[Dataset entries Boundary: Start]
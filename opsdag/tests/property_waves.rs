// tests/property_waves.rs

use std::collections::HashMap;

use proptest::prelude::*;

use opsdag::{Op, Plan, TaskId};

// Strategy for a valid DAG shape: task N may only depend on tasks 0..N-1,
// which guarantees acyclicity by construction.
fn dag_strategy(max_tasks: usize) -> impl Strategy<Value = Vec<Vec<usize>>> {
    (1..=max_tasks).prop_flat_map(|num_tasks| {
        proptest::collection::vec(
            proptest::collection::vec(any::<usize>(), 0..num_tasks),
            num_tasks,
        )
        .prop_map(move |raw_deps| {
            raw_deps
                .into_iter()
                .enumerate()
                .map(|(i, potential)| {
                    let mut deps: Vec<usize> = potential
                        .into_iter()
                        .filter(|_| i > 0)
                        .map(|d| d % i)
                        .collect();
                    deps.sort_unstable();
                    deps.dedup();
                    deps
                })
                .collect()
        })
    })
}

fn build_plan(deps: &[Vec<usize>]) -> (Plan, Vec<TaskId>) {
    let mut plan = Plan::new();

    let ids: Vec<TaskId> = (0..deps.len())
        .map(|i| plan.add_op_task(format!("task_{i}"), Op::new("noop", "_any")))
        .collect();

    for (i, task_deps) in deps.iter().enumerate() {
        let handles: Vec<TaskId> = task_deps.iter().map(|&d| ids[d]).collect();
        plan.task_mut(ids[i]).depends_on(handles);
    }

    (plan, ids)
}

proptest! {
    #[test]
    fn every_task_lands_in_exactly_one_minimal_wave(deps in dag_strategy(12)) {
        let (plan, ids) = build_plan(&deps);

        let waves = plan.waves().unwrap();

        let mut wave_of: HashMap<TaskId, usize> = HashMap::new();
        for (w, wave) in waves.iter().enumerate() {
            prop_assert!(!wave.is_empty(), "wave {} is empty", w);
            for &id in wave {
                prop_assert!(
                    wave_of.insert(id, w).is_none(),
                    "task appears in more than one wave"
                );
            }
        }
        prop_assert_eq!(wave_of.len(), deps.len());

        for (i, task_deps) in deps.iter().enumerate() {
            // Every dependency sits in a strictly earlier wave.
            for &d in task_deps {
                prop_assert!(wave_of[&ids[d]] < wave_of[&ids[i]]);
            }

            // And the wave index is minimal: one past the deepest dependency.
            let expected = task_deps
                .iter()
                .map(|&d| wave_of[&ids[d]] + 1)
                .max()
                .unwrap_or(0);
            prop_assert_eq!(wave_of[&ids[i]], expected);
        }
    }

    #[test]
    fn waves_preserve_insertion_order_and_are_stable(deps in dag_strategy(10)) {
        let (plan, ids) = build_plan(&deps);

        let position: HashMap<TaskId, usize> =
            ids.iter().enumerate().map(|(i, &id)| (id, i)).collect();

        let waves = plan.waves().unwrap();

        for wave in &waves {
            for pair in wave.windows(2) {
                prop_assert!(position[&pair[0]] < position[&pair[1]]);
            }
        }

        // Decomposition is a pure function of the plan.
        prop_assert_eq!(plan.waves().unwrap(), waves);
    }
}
[Dataset entries Boundary: End]
[Dataset entries Boundary: Start]
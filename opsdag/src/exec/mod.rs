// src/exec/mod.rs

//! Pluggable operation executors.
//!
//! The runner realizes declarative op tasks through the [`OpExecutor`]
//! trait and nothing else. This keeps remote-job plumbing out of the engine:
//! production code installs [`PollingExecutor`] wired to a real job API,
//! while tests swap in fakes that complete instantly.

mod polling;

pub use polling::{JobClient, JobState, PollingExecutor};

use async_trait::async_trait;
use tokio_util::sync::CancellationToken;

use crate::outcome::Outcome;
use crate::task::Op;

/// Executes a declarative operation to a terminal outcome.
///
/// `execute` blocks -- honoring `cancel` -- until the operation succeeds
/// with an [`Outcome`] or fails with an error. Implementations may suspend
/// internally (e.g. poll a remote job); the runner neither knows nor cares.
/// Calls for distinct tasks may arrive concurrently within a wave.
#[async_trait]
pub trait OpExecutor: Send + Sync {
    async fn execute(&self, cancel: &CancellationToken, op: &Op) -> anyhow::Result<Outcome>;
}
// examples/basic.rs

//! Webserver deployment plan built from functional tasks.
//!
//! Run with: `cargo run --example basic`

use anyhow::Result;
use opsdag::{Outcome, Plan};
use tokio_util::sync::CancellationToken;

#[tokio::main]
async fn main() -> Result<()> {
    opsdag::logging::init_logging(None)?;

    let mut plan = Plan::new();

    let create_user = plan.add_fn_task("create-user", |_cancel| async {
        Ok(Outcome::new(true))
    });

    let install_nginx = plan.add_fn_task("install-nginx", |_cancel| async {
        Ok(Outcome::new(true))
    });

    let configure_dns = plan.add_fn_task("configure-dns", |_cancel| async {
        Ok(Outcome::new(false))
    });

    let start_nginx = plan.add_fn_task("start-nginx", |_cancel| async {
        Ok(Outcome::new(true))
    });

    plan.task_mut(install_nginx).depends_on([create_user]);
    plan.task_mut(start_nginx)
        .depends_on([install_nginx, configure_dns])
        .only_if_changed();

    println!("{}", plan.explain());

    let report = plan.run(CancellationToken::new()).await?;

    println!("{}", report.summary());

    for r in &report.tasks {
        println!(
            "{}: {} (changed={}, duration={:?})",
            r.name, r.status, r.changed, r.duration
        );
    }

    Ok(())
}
[Dataset entries Boundary: End]
Scan the records above for the word "tests" and return every line where it occurs.

__Exercise output__:
filename opsdag/tests/property_waves.rs
// tests/property_waves.rs
//! while tests swap in fakes that complete instantly.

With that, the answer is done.